[Excerpts from a dataset]

* * *

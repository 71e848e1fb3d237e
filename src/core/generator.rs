//! Client library generation.
//!
//! Writes the JavaScript runtime and one table per application locale into
//! the client folder. A `.cachekey` file remembers the key the files were
//! built with, so unchanged output is not rewritten on every run.

use std::{
    collections::BTreeMap,
    fs,
    path::{Path, PathBuf},
};

use serde_json::{Map, Value};

use super::error::{LocalizationError, Result};
use super::language::Family;
use super::locale::Locale;
use super::source::Source;
use crate::utils::write_atomic;

pub const CACHE_KEY_FILE: &str = ".cachekey";

/// Runtime files written before the locale tables, in this order.
pub const SUPPORT_FILES: [(&str, &str); 2] = [
    ("translator.js", include_str!("assets/translator.js")),
    ("md5.js", include_str!("assets/md5.js")),
];

/// Result of [`ClientGenerator::write_files`].
#[derive(Debug, Clone, PartialEq, Eq)]
pub enum WriteOutcome {
    /// No client folder is configured.
    Disabled,
    /// Cache key and files were current, nothing was written.
    UpToDate,
    Written(Vec<PathBuf>),
}

#[derive(Debug, Clone)]
pub struct ClientGenerator {
    folder: Option<PathBuf>,
    cache_key: String,
    locales: Vec<Locale>,
}

pub fn locale_file_name(locale: &str) -> String {
    format!("locale-{}.js", locale)
}

impl ClientGenerator {
    /// `locales` are the application locales; the native one is skipped.
    pub fn new(
        folder: Option<&Path>,
        cache_key: &str,
        locales: impl IntoIterator<Item = Locale>,
    ) -> Self {
        let mut locales: Vec<Locale> = locales.into_iter().filter(|l| !l.is_native()).collect();
        locales.sort_by_key(|l| l.name());
        locales.dedup();

        Self {
            folder: folder
                .filter(|f| !f.as_os_str().is_empty())
                .map(Path::to_path_buf),
            cache_key: cache_key.to_string(),
            locales,
        }
    }

    pub fn folder(&self) -> Option<&Path> {
        self.folder.as_deref()
    }

    /// Paths of every artifact, support files first. Empty when disabled.
    pub fn artifact_list(&self) -> Vec<PathBuf> {
        let Some(folder) = &self.folder else {
            return Vec::new();
        };

        SUPPORT_FILES
            .iter()
            .map(|(name, _)| folder.join(name))
            .chain(
                self.locales
                    .iter()
                    .map(|locale| folder.join(locale_file_name(locale.name()))),
            )
            .collect()
    }

    /// Whether the stored cache key matches and every artifact exists.
    pub fn is_up_to_date(&self) -> bool {
        let Some(folder) = &self.folder else {
            return true;
        };
        let stored = fs::read_to_string(folder.join(CACHE_KEY_FILE)).ok();
        stored.as_deref() == Some(self.cache_key.as_str())
            && self.artifact_list().iter().all(|path| path.is_file())
    }

    /// Writes every artifact, then the cache key.
    pub fn write_files(&self, sources: &mut [Source], force: bool) -> Result<WriteOutcome> {
        let Some(folder) = &self.folder else {
            return Ok(WriteOutcome::Disabled);
        };
        if !force && self.is_up_to_date() {
            tracing::debug!(folder = %folder.display(), "client files are up to date");
            return Ok(WriteOutcome::UpToDate);
        }

        fs::create_dir_all(folder).map_err(|err| LocalizationError::io(folder, err))?;

        let mut written = Vec::new();
        for (name, content) in SUPPORT_FILES {
            let path = folder.join(name);
            write_atomic(&path, content.as_bytes())
                .map_err(|err| LocalizationError::io(&path, err))?;
            written.push(path);
        }

        for locale in &self.locales {
            let path = folder.join(locale_file_name(locale.name()));
            let content = render_locale(*locale, sources)?;
            write_atomic(&path, content.as_bytes())
                .map_err(|err| LocalizationError::io(&path, err))?;
            written.push(path);
        }

        let key_path = folder.join(CACHE_KEY_FILE);
        write_atomic(&key_path, self.cache_key.as_bytes())
            .map_err(|err| LocalizationError::io(&key_path, err))?;

        tracing::info!(folder = %folder.display(), files = written.len(), "wrote client files");
        Ok(WriteOutcome::Written(written))
    }
}

/// Table of every client string of every source for `locale`, falling back
/// to the source text where no translation exists.
pub fn render_locale(locale: Locale, sources: &mut [Source]) -> Result<String> {
    let mut strings: BTreeMap<String, String> = BTreeMap::new();

    for source in sources.iter_mut() {
        let registry = source.registry()?;
        let table = source.table(locale.name())?;
        for entry in registry.with_family(Family::Client) {
            let text = table.get(&entry.hash).unwrap_or(entry.text.as_str());
            strings.insert(entry.hash.clone(), text.to_string());
        }
    }

    let table: Map<String, Value> = strings
        .into_iter()
        .map(|(hash, text)| (hash, Value::String(text)))
        .collect();

    Ok(format!(
        "/* {} ({}) */\nLocSync.register({}, {:#});\n",
        locale.label(),
        locale.name(),
        Value::String(locale.name().to_string()),
        Value::Object(table)
    ))
}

* * *

# Required action
Copy each line above containing the string "Value".

# Answer to this task
use serde_json::{Map, Value};
    let table: Map<String, Value> = strings
        .map(|(hash, text)| (hash, Value::String(text)))
        Value::String(locale.name().to_string()),
        Value::Object(table)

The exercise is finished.